Vrijstelling BPM als bij verhuizing naar Nederland auto 6 maanden eigendom is

14 mei 2007 | Hof Den Haag | jurisprudentie | LJN-nummer: AF9502 Zaaknr: BK-02/01332

Bij het invoeren van een personenauto in Nederland moet de importeur BPM betalen. Er geldt een vrijstelling voor het geval waarin iemand van een andere lidstaat van de Europese Unie verhuist naar Nederland. Voorwaarde is, dat de auto meer dan zes maanden voor de verhuizing al eigendom is en dus tot de zogenaamde verhuisboedel behoort. In een procedure voor Hof Den Haag was in geschil wat het tijdstip van verhuizing was.
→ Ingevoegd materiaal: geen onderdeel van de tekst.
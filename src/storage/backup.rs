//! Backup Engine
//!
//! Captures both stores into a [`BackupData`] snapshot stored under
//! `@backup:<timestamp>` in the key-value store, and writes snapshots back.
//!
//! The engine does no locking and no capacity validation of its own. The
//! [`StorageManager`](super::StorageManager) sequences both around it.

use chrono::Utc;
use std::collections::HashSet;
use std::sync::atomic::{AtomicI64, Ordering};
use std::sync::Arc;
use tracing::{debug, info, warn};

use super::adapters::{
    AdapterError, AdapterResult, KeyValueStore, KeyValueStoreExt, RelationalStore,
};
use super::errors::{StorageError, StorageResult};
use super::models::{
    backup_key, is_backup_key, parse_backup_timestamp, BackupData, BackupMetadata,
    KeyValueSnapshot, RelationalSnapshot, TaskRow,
};

/// Serializes and deserializes snapshots of both stores
pub struct BackupEngine {
    kv: Arc<dyn KeyValueStore>,
    db: Arc<dyn RelationalStore>,
    last_timestamp: AtomicI64,
}

impl BackupEngine {
    /// Create an engine over both stores
    pub fn new(kv: Arc<dyn KeyValueStore>, db: Arc<dyn RelationalStore>) -> Self {
        Self {
            kv,
            db,
            last_timestamp: AtomicI64::new(0),
        }
    }

    /// Capture both stores and persist the snapshot
    pub async fn create(&self) -> StorageResult<BackupData> {
        let backup = self
            .capture()
            .await
            .map_err(|e| StorageError::backup_failed(format!("Failed to create backup: {}", e)))?;

        info!(
            "Backup {} created ({} keys, {} rows, {} bytes)",
            backup.metadata.timestamp,
            backup.async_storage_data.len(),
            backup.database_data.row_count(),
            backup.metadata.size
        );
        Ok(backup)
    }

    async fn capture(&self) -> AdapterResult<BackupData> {
        let keys = self.kv.list_keys().await?;
        let existing: HashSet<i64> = keys
            .iter()
            .filter_map(|key| parse_backup_timestamp(key))
            .collect();

        let data_keys: Vec<String> = keys.into_iter().filter(|k| !is_backup_key(k)).collect();
        let key_values: KeyValueSnapshot = self
            .kv
            .multi_get(&data_keys)
            .await?
            .into_iter()
            .filter_map(|(key, value)| value.map(|v| (key, v)))
            .collect();

        let relational = self.snapshot_relational().await?;

        let timestamp = self.next_timestamp(&existing);
        let backup = BackupData::assemble(timestamp, key_values, relational)
            .map_err(|e| AdapterError::Serialization(e.to_string()))?;

        self.kv.set_json(&backup.key(), &backup).await?;
        Ok(backup)
    }

    async fn snapshot_relational(&self) -> AdapterResult<RelationalSnapshot> {
        let rows = self.db.execute(TaskRow::SELECT_ALL, &[]).await?;
        let tasks = rows
            .iter()
            .map(TaskRow::from_row)
            .collect::<AdapterResult<Vec<_>>>()?;
        Ok(RelationalSnapshot { tasks })
    }

    /// Next timestamp: wall-clock millis, strictly above the last one issued
    /// and not already used by a stored backup
    fn next_timestamp(&self, existing: &HashSet<i64>) -> i64 {
        let mut last = self.last_timestamp.load(Ordering::SeqCst);
        loop {
            let mut candidate = Utc::now().timestamp_millis().max(last + 1);
            while existing.contains(&candidate) {
                candidate += 1;
            }

            match self.last_timestamp.compare_exchange(
                last,
                candidate,
                Ordering::SeqCst,
                Ordering::SeqCst,
            ) {
                Ok(_) => return candidate,
                Err(current) => last = current,
            }
        }
    }

    /// Fail with `RestoreFailed` when the payload does not match its checksum
    pub fn verify(backup: &BackupData) -> StorageResult<()> {
        match backup.verify_checksum() {
            Ok(true) => Ok(()),
            Ok(false) => Err(restore_error(format!(
                "checksum mismatch for backup {}",
                backup.metadata.timestamp
            ))),
            Err(e) => Err(restore_error(e)),
        }
    }

    /// Write a snapshot back into both stores
    pub async fn restore(&self, backup: &BackupData) -> StorageResult<()> {
        Self::verify(backup)?;

        self.write_back(backup).await.map_err(restore_error)?;

        info!(
            "Backup {} restored ({} keys, {} rows)",
            backup.metadata.timestamp,
            backup.async_storage_data.len(),
            backup.database_data.row_count()
        );
        Ok(())
    }

    async fn write_back(&self, backup: &BackupData) -> AdapterResult<()> {
        let pairs = backup.async_storage_data.to_pairs();
        if !pairs.is_empty() {
            self.kv.multi_set(&pairs).await?;
        }

        self.db.execute(TaskRow::DELETE_ALL, &[]).await?;
        for task in &backup.database_data.tasks {
            self.db.execute(TaskRow::INSERT, &task.insert_params()).await?;
        }
        Ok(())
    }

    /// Backup keys with their parsed timestamps, `None` when unparseable
    pub(crate) async fn backup_keys(&self) -> AdapterResult<Vec<(String, Option<i64>)>> {
        Ok(self
            .kv
            .list_keys()
            .await?
            .into_iter()
            .filter(|key| is_backup_key(key))
            .map(|key| {
                let timestamp = parse_backup_timestamp(&key);
                (key, timestamp)
            })
            .collect())
    }

    /// Load one snapshot; unreadable entries are logged and treated as absent
    async fn load(&self, key: &str) -> AdapterResult<Option<BackupData>> {
        let backup: BackupData = match self.kv.get_json(key).await {
            Ok(Some(backup)) => backup,
            Ok(None) => return Ok(None),
            Err(AdapterError::Deserialization(e)) => {
                warn!("Skipping unreadable backup {}", e);
                return Ok(None);
            }
            Err(e) => return Err(e),
        };

        if !matches!(backup.verify_checksum(), Ok(true)) {
            warn!("Skipping backup {} with a bad checksum", key);
            return Ok(None);
        }
        Ok(Some(backup))
    }

    /// Timestamps of parseable backup keys, newest first
    async fn timestamps_newest_first(&self) -> AdapterResult<Vec<i64>> {
        let mut timestamps: Vec<i64> = self
            .backup_keys()
            .await?
            .into_iter()
            .filter_map(|(key, timestamp)| {
                if timestamp.is_none() {
                    warn!("Skipping backup key with unparseable timestamp: {}", key);
                }
                timestamp
            })
            .collect();
        timestamps.sort_unstable_by(|a, b| b.cmp(a));
        Ok(timestamps)
    }

    /// Newest readable snapshot, skipping corrupt entries
    pub async fn latest(&self) -> StorageResult<Option<BackupData>> {
        let lookup = async {
            for timestamp in self.timestamps_newest_first().await? {
                if let Some(backup) = self.load(&backup_key(timestamp)).await? {
                    return Ok(Some(backup));
                }
            }
            Ok::<_, AdapterError>(None)
        };

        lookup
            .await
            .map_err(|e| StorageError::backup_failed(format!("Failed to read backups: {}", e)))
    }

    /// Metadata of every readable snapshot, newest first
    pub async fn list(&self) -> StorageResult<Vec<BackupMetadata>> {
        let lookup = async {
            let mut listed = Vec::new();
            for timestamp in self.timestamps_newest_first().await? {
                if let Some(backup) = self.load(&backup_key(timestamp)).await? {
                    listed.push(backup.metadata);
                }
            }
            Ok::<_, AdapterError>(listed)
        };

        lookup
            .await
            .map_err(|e| StorageError::backup_failed(format!("Failed to list backups: {}", e)))
    }

    /// Snapshot stored under `timestamp`, if present and readable
    pub async fn get(&self, timestamp: i64) -> StorageResult<Option<BackupData>> {
        self.load(&backup_key(timestamp)).await.map_err(|e| {
            StorageError::backup_failed(format!("Failed to read backup {}: {}", timestamp, e))
        })
    }

    /// Remove the snapshot stored under `timestamp`; `false` when absent
    pub async fn delete(&self, timestamp: i64) -> StorageResult<bool> {
        let key = backup_key(timestamp);
        let removal = async {
            if self.kv.get(&key).await?.is_none() {
                return Ok(false);
            }
            self.kv.remove(&key).await?;
            Ok::<_, AdapterError>(true)
        };

        let removed = removal.await.map_err(|e| {
            StorageError::cleanup_failed(format!("Failed to delete backup {}: {}", timestamp, e))
        })?;
        debug!("Delete backup {}: removed={}", timestamp, removed);
        Ok(removed)
    }
}

fn restore_error(err: impl std::fmt::Display) -> StorageError {
    StorageError::restore_failed(format!("Failed to restore backup: {}", err))
}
Volgens de inspecteur lag dit tijdstip minder dan 6 maanden na de dag waarop het kenteken van de auto op de naam van de betrokkene was gesteld. De inspecteur redeneerde als volgt. Het kenteken van de auto was op 9 februari 2001 op naam gesteld. Met ingang van 8 augustus 2001 werkte de betrokkene in Nederland. Per 1 juli 2001 was de huur van zijn huis in Engeland opgezegd. Daarna heeft het gezin bij vrienden in Engeland gelogeerd. Vanaf 7 augustus logeerde de man bij vrienden in Nederland. Naar het oordeel van het Hof woonde het gezin op zijn vroegst vanaf 30 augustus 2001 in Nederland. Dat was de datum, waarop de woning werd overgedragen. De verhuisboedel werd daar op 6 september afgeleverd. Volgens de gemeentelijke basisadministratie woonde het gezin vanaf 3 oktober 2001 in Nederland. Het Hof achtte de vrijstelling van toepassing. Dat de eigenaar de auto na de afwijzing van het bezwaarschrift had verkocht en daarmee niet had voldaan aan de voorwaarde, dat hij de auto na de verhuizing nog tenminste 12 maanden moest houden, stond in dit geval niet aan toepassing van de vrijstelling in de weg.